Every company that sells SSL certificates will have different ones you can buy, so before you buy one you need to understand what you need the certificate for. Here are some questions to ask yourself:
- Do you need to protect one site?
- Do you need to protect more than one site?
Types of Certificates
There are two main types of certificates:
- Single Site – protects just a single site (ie www.yourdomain.com) and is perfect for a company with a single domain that might never change.
- Sub-Domain or Wildcard – protects all various of yourdomain.com and is perfect for a company which is going to do several things, for example:
www.yourdomain.com(main site).
staff.yourdomain.com (staff website).
vip.yourdomain.com (something special for those special customers).
This type of SSL is more expensive as it can be used for so many things.
You can always upgrade from a single SSL certificate to a wildcard SSL certificate at any time with suppliers.
Now that you have your certificate sorted, you need to consider how you want it to look to the user.
All SSL certificates enable communication between the browser and the server in an encrypted way so that intercepting data is much harder. Essentially it has to be intercepted at the start or at the end – not in the middle. However, there are different ways that it appears to the users. The more obvious that a site is secure usually means the more hoops the site has to go through for verification (passports, etc..at the highest level – but at the lowest level just having control of the domain is enough).
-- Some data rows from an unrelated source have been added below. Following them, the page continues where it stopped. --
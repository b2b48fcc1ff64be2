//! Core enums shared by the database, the AV layer and the orchestrator.

use serde::{Deserialize, Serialize};
use std::fmt;
use std::str::FromStr;

/// Implements `as_str`, `Display` and `FromStr` for a unit-only enum with
/// fixed string forms.
macro_rules! string_enum {
    ($name:ident { $($variant:ident => $s:literal),+ $(,)? }) => {
        impl $name {
            pub fn as_str(&self) -> &'static str {
                match self {
                    $(Self::$variant => $s,)+
                }
            }
        }

        impl fmt::Display for $name {
            fn fmt(&self, f: &mut fmt::Formatter<'_>) -> fmt::Result {
                f.write_str(self.as_str())
            }
        }

        impl FromStr for $name {
            type Err = String;

            fn from_str(s: &str) -> Result<Self, Self::Err> {
                match s {
                    $($s => Ok(Self::$variant),)+
                    other => Err(format!("unknown {}: {}", stringify!($name), other)),
                }
            }
        }
    };
}

/// Status of a single job record.
///
/// `Pending -> Running -> {Success, Fail}`. Terminal states are never mutated
/// back; a retry is a fresh `Pending` record.
#[derive(Debug, Clone, Copy, PartialEq, Eq, Hash, Serialize, Deserialize)]
#[serde(rename_all = "lowercase")]
pub enum EncodingStatus {
    Pending,
    Running,
    Success,
    Fail,
}

string_enum!(EncodingStatus {
    Pending => "pending",
    Running => "running",
    Success => "success",
    Fail => "fail",
});

impl EncodingStatus {
    pub fn is_terminal(&self) -> bool {
        matches!(self, Self::Success | Self::Fail)
    }

    /// Pending or running.
    pub fn is_live(&self) -> bool {
        matches!(self, Self::Pending | Self::Running)
    }
}

/// Externally visible encoding status of a source media, projected from its
/// non-chunk job records. Shares the job status vocabulary.
pub type AggregateStatus = EncodingStatus;

/// Target codec of an encode profile.
#[derive(Debug, Clone, Copy, PartialEq, Eq, Hash, Serialize, Deserialize)]
#[serde(rename_all = "snake_case")]
pub enum Codec {
    H264,
    H265,
    Vp9,
    /// Hardware-accelerated H.264 (NVENC). Always constant quality with a rate cap.
    H264Nvenc,
}

string_enum!(Codec {
    H264 => "h264",
    H265 => "h265",
    Vp9 => "vp9",
    H264Nvenc => "h264_nvenc",
});

impl Codec {
    pub const ALL: [Codec; 4] = [Codec::H264, Codec::H265, Codec::Vp9, Codec::H264Nvenc];

    /// ffmpeg encoder name.
    pub fn encoder(&self) -> &'static str {
        match self {
            Self::H264 => "libx264",
            Self::H265 => "libx265",
            Self::Vp9 => "libvpx-vp9",
            Self::H264Nvenc => "h264_nvenc",
        }
    }

    pub fn container(&self) -> Container {
        match self {
            Self::Vp9 => Container::Webm,
            _ => Container::Mp4,
        }
    }

    pub fn is_hardware(&self) -> bool {
        matches!(self, Self::H264Nvenc)
    }
}

/// Container family of a rendition.
#[derive(Debug, Clone, Copy, PartialEq, Eq, Hash, Serialize, Deserialize)]
#[serde(rename_all = "lowercase")]
pub enum Container {
    Mp4,
    Webm,
}

string_enum!(Container {
    Mp4 => "mp4",
    Webm => "webm",
});

impl Container {
    pub fn extension(&self) -> &'static str {
        self.as_str()
    }

    /// The family eligible for adaptive-streaming packaging.
    pub fn is_packaged(&self) -> bool {
        matches!(self, Self::Mp4)
    }

    /// Muxer name for `-f` on null-output first passes and segmenting.
    pub fn muxer(&self) -> &'static str {
        self.as_str()
    }
}

/// What a trim request does with the source media.
#[derive(Debug, Clone, Copy, PartialEq, Eq, Hash, Serialize, Deserialize)]
#[serde(rename_all = "snake_case")]
pub enum TrimAction {
    /// Cut the existing media in place.
    Replace,
    /// Clone the media and cut the clone.
    SaveNew,
    /// Produce one new media per requested range.
    CreateSegments,
}

string_enum!(TrimAction {
    Replace => "replace",
    SaveNew => "save_new",
    CreateSegments => "create_segments",
});

/// Lifecycle of a trim request.
#[derive(Debug, Clone, Copy, PartialEq, Eq, Hash, Serialize, Deserialize)]
#[serde(rename_all = "lowercase")]
pub enum TrimStatus {
    Initial,
    Running,
    Success,
    Fail,
}

string_enum!(TrimStatus {
    Initial => "initial",
    Running => "running",
    Success => "success",
    Fail => "fail",
});

/// A `[start, end)` span of media time in seconds.
#[derive(Debug, Clone, Copy, PartialEq, Serialize, Deserialize)]
pub struct TimeRange {
    pub start: f64,
    pub end: f64,
}

impl TimeRange {
    pub fn new(start: f64, end: f64) -> crate::Result<Self> {
        if !(start.is_finite() && end.is_finite()) || start < 0.0 || end <= start {
            return Err(crate::Error::invalid_input(format!(
                "invalid time range {start}..{end}"
            )));
        }
        Ok(Self { start, end })
    }

    pub fn duration(&self) -> f64 {
        self.end - self.start
    }
}

impl fmt::Display for TimeRange {
    fn fmt(&self, f: &mut fmt::Formatter<'_>) -> fmt::Result {
        write!(f, "{:.3}-{:.3}", self.start, self.end)
    }
}

/// Probed properties of a source file, stored as JSON on the media row.
#[derive(Debug, Clone, Default, PartialEq, Serialize, Deserialize)]
pub struct MediaInfo {
    pub duration_secs: f64,
    pub frame_rate: f64,
    pub width: u32,
    pub height: u32,
    pub has_audio: bool,
    #[serde(default)]
    pub interlaced: bool,
    #[serde(default)]
    pub video_codec: Option<String>,
}

#[cfg(test)]
mod tests {
    use super::*;

    #[test]
    fn status_round_trips_through_str() {
        for s in ["pending", "running", "success", "fail"] {
            assert_eq!(s.parse::<EncodingStatus>().unwrap().as_str(), s);
        }
        assert!("done".parse::<EncodingStatus>().is_err());
    }

    #[test]
    fn status_classification() {
        assert!(EncodingStatus::Running.is_live());
        assert!(!EncodingStatus::Success.is_live());
        assert!(EncodingStatus::Fail.is_terminal());
        assert!(!EncodingStatus::Pending.is_terminal());
    }

    #[test]
    fn codec_container_mapping() {
        assert_eq!(Codec::H264.container(), Container::Mp4);
        assert_eq!(Codec::H265.container(), Container::Mp4);
        assert_eq!(Codec::H264Nvenc.container(), Container::Mp4);
        assert_eq!(Codec::Vp9.container(), Container::Webm);
        assert_eq!(Codec::Vp9.encoder(), "libvpx-vp9");
    }

    #[test]
    fn codec_parse() {
        assert_eq!("h264_nvenc".parse::<Codec>().unwrap(), Codec::H264Nvenc);
        assert!("av1".parse::<Codec>().is_err());
    }

    #[test]
    fn trim_action_serde() {
        let json = serde_json::to_string(&TrimAction::CreateSegments).unwrap();
        assert_eq!(json, "\"create_segments\"");
        assert_eq!(
            "save_new".parse::<TrimAction>().unwrap(),
            TrimAction::SaveNew
        );
    }

    #[test]
    fn media_info_tolerates_missing_optional_fields() {
        let info: MediaInfo = serde_json::from_str(
            r#"{"duration_secs":10.0,"frame_rate":25.0,"width":640,"height":480,"has_audio":true}"#,
        )
        .unwrap();
        assert!(!info.interlaced);
        assert!(info.video_codec.is_none());
    }

    #[test]
    fn time_range_validation() {
        assert!(TimeRange::new(1.0, 5.0).is_ok());
        assert!(TimeRange::new(5.0, 5.0).is_err());
        assert!(TimeRange::new(-1.0, 5.0).is_err());
        assert_eq!(TimeRange::new(2.0, 7.5).unwrap().duration(), 5.5);
    }
}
Variations of SSL certificates and how they look
The variations are usually online these lines (starting with the simplest:
- Simple cheapest SSL
- Has a padlock on the URL bar.
- Medium Level SSL
- Has a padlock on the URL bar.
- Provides a “site seal” indicating that the site identity has been verified (also advertises the certificate provider).
- Usually provides new certificates if required.
- High-Level SSL
- Has a padlock on the URL bar.
- Provides a “site seal” indicating that the site identity has been verified.
- Unlimited re-issues or even re-keying if a major change happens.
- The green bar on major browsers (indicates a much higher level of verification – (Ltd company verified, individual passports etc).
- E-commerce/Highest Level (many of these are usually issued alongside PCI programs) – usually used by very large companies with significant brand protection.
- Has a padlock on the URL bar.
- Provides a “site seal” indicating that the site identity has been verified (also advertises the certificate provider).
- Usually provides new certificates if required (moving servers, hack etc…lots can break a certificate and with the cheapest you often pay for them).
- The green bar on major browsers.
- Site security testing – penetration testing, daily seal of tests etc.
Each provider has various and deals for how many domains can be covered, Linux, windows etc, how long it might last for (multi-year) but the variations of SSL levels usually encountered are all listed above.